HINTS: This question has everything to do with part (d); if you haven’t completed it, this question makes no sense. Once you do have your plots and have interpreted them, you will see that the condition for the critical value of m / M is the situation in between your m / M = 0.7 and m / M = 0.8 plots where the system will just barely maintain an oscillating behavior if released from rest at φ=0. Final hint: You must translate those words into a condition on U(φ) at one of your two equilibrium angles φ . (Which one? … you’ll figure it out. ☺)
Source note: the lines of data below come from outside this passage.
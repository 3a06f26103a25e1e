//! Session token persistence.
//!
//! The file store keeps a single JSON document next to the other
//! per-user application data. Tokens saved for a different API base URL are
//! treated as absent.

use std::fs;
use std::io::Write;
use std::path::{Path, PathBuf};
use std::sync::{Mutex, MutexGuard, PoisonError};

use chrono::{DateTime, Utc};
use directories::ProjectDirs;
use roster_model::AuthToken;
use serde::{Deserialize, Serialize};
use tracing::{debug, warn};

use crate::error::StorageError;

pub(crate) const SESSION_FILE: &str = "session.json";

/// Platform data directory location of the session file.
pub fn default_session_file() -> Result<PathBuf, StorageError> {
    let dirs = ProjectDirs::from("", "roster", "rosterctl")
        .ok_or(StorageError::NoDataDir)?;
    Ok(dirs.data_dir().join(SESSION_FILE))
}

pub trait TokenStorage: Send + Sync + std::fmt::Debug {
    fn load(&self) -> Result<Option<AuthToken>, StorageError>;
    fn save(&self, token: &AuthToken) -> Result<(), StorageError>;
    fn clear(&self) -> Result<(), StorageError>;
}

#[derive(Debug, Serialize, Deserialize)]
struct StoredSession {
    token: AuthToken,
    server_url: String,
    stored_at: DateTime<Utc>,
}

#[derive(Debug, Clone)]
pub struct FileTokenStorage {
    path: PathBuf,
    server_url: String,
}

impl FileTokenStorage {
    pub fn new(path: impl Into<PathBuf>, server_url: impl Into<String>) -> Self {
        Self {
            path: path.into(),
            server_url: server_url.into(),
        }
    }

    pub fn path(&self) -> &Path {
        &self.path
    }

    fn write_atomically(&self, bytes: &[u8]) -> Result<(), StorageError> {
        let write_err = |source| StorageError::Write {
            path: self.path.clone(),
            source,
        };
        let dir = self
            .path
            .parent()
            .filter(|p| !p.as_os_str().is_empty())
            .unwrap_or_else(|| Path::new("."));
        fs::create_dir_all(dir).map_err(write_err)?;

        let mut tmp = tempfile::NamedTempFile::new_in(dir).map_err(write_err)?;
        #[cfg(unix)]
        {
            use std::os::unix::fs::PermissionsExt;
            fs::set_permissions(tmp.path(), fs::Permissions::from_mode(0o600))
                .map_err(write_err)?;
        }
        tmp.write_all(bytes).map_err(write_err)?;
        tmp.as_file().sync_all().map_err(write_err)?;
        tmp.persist(&self.path)
            .map_err(|err| write_err(err.error))?;
        Ok(())
    }
}

impl TokenStorage for FileTokenStorage {
    fn load(&self) -> Result<Option<AuthToken>, StorageError> {
        let raw = match fs::read_to_string(&self.path) {
            Ok(raw) => raw,
            Err(err) if err.kind() == std::io::ErrorKind::NotFound => {
                return Ok(None);
            }
            Err(source) => {
                return Err(StorageError::Read {
                    path: self.path.clone(),
                    source,
                });
            }
        };

        let stored: StoredSession =
            serde_json::from_str(&raw).map_err(|source| {
                StorageError::Corrupted {
                    path: self.path.clone(),
                    source,
                }
            })?;

        if stored.server_url != self.server_url {
            warn!(
                stored = %stored.server_url,
                current = %self.server_url,
                "ignoring session saved for a different server"
            );
            return Ok(None);
        }
        if stored.token.is_blank() {
            return Ok(None);
        }

        debug!(stored_at = %stored.stored_at, "restored session token");
        Ok(Some(stored.token))
    }

    fn save(&self, token: &AuthToken) -> Result<(), StorageError> {
        let stored = StoredSession {
            token: token.clone(),
            server_url: self.server_url.clone(),
            stored_at: Utc::now(),
        };
        let json = serde_json::to_vec_pretty(&stored).map_err(|source| {
            StorageError::Corrupted {
                path: self.path.clone(),
                source,
            }
        })?;
        self.write_atomically(&json)
    }

    fn clear(&self) -> Result<(), StorageError> {
        match fs::remove_file(&self.path) {
            Ok(()) => Ok(()),
            Err(err) if err.kind() == std::io::ErrorKind::NotFound => Ok(()),
            Err(source) => Err(StorageError::Write {
                path: self.path.clone(),
                source,
            }),
        }
    }
}

/// In-process storage for tests.
#[derive(Debug, Default)]
pub struct MemoryTokenStorage {
    token: Mutex<Option<AuthToken>>,
}

impl MemoryTokenStorage {
    pub fn new() -> Self {
        Self::default()
    }

    pub fn with_token(token: AuthToken) -> Self {
        Self {
            token: Mutex::new(Some(token)),
        }
    }

    pub fn current(&self) -> Option<AuthToken> {
        self.slot().clone()
    }

    // A panic elsewhere while holding the lock leaves the value intact.
    fn slot(&self) -> MutexGuard<'_, Option<AuthToken>> {
        self.token.lock().unwrap_or_else(PoisonError::into_inner)
    }
}

impl TokenStorage for MemoryTokenStorage {
    fn load(&self) -> Result<Option<AuthToken>, StorageError> {
        Ok(self.current())
    }

    fn save(&self, token: &AuthToken) -> Result<(), StorageError> {
        *self.slot() = Some(token.clone());
        Ok(())
    }

    fn clear(&self) -> Result<(), StorageError> {
        *self.slot() = None;
        Ok(())
    }
}

#[cfg(test)]
mod tests {
    use super::*;

    const SERVER: &str = "https://reqres.in/";

    #[test]
    fn memory_storage_survives_poisoned_lock() {
        let storage = std::sync::Arc::new(MemoryTokenStorage::new());
        let poisoner = storage.clone();
        let _ = std::thread::spawn(move || {
            let _guard = poisoner.token.lock().unwrap();
            panic!("poison the lock");
        })
        .join();
        assert!(storage.token.is_poisoned());

        storage.save(&AuthToken::new("after-panic")).unwrap();
        assert_eq!(storage.load().unwrap().unwrap().expose(), "after-panic");
        storage.clear().unwrap();
        assert!(storage.current().is_none());
    }

    #[test]
    fn file_storage_round_trip_and_clear() {
        let dir = tempfile::tempdir().unwrap();
        let storage = FileTokenStorage::new(dir.path().join("nested/session.json"), SERVER);

        assert!(storage.load().unwrap().is_none());
        storage.save(&AuthToken::new("QpwL5tke4Pnpja7X4")).unwrap();
        assert_eq!(
            storage.load().unwrap().map(|t| t.expose().to_string()),
            Some("QpwL5tke4Pnpja7X4".to_string())
        );

        storage.clear().unwrap();
        assert!(storage.load().unwrap().is_none());
        // clearing twice is fine
        storage.clear().unwrap();
    }

    #[cfg(unix)]
    #[test]
    fn session_file_is_owner_only() {
        use std::os::unix::fs::PermissionsExt;

        let dir = tempfile::tempdir().unwrap();
        let storage = FileTokenStorage::new(dir.path().join("session.json"), SERVER);
        storage.save(&AuthToken::new("abc")).unwrap();
        let mode = fs::metadata(storage.path()).unwrap().permissions().mode();
        assert_eq!(mode & 0o777, 0o600);
    }

    #[test]
    fn token_for_other_server_is_ignored() {
        let dir = tempfile::tempdir().unwrap();
        let path = dir.path().join("session.json");
        FileTokenStorage::new(&path, "http://127.0.0.1:9000/")
            .save(&AuthToken::new("abc"))
            .unwrap();

        let storage = FileTokenStorage::new(&path, SERVER);
        assert!(storage.load().unwrap().is_none());
    }

    #[test]
    fn corrupted_file_is_reported() {
        let dir = tempfile::tempdir().unwrap();
        let path = dir.path().join("session.json");
        fs::write(&path, "{not json").unwrap();
        let storage = FileTokenStorage::new(&path, SERVER);
        assert!(matches!(
            storage.load(),
            Err(StorageError::Corrupted { .. })
        ));
    }

    #[test]
    fn memory_storage_tracks_latest_token() {
        let storage = MemoryTokenStorage::new();
        storage.save(&AuthToken::new("one")).unwrap();
        storage.save(&AuthToken::new("two")).unwrap();
        assert_eq!(storage.current().unwrap().expose(), "two");
        storage.clear().unwrap();
        assert!(storage.load().unwrap().is_none());
    }
}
Problem 5 : Hemisphere Balanced on a Hemisphere

A solid hemisphere of radius b has its flat surface glued to a horizontal table. A second solid hemisphere of different radius a rests on top of the first one so that the curved surfaces are in contact. The surfaces of the hemispheres are rough (so no slipping occurs between them), and both hemispheres have uniform mass distributions. The two objects are in equilibrium when the top one is “upside down”, i.e. with its flat surface parallel to the table but above the hemispheres' contact point. Show that this equilibrium position is stable if a < 3b / 5 .Suggestion: For this is problem, it is really worth checking the conditions on the introductory page to see if Method B might work. If it does, your stability analysis will be greatly simplified.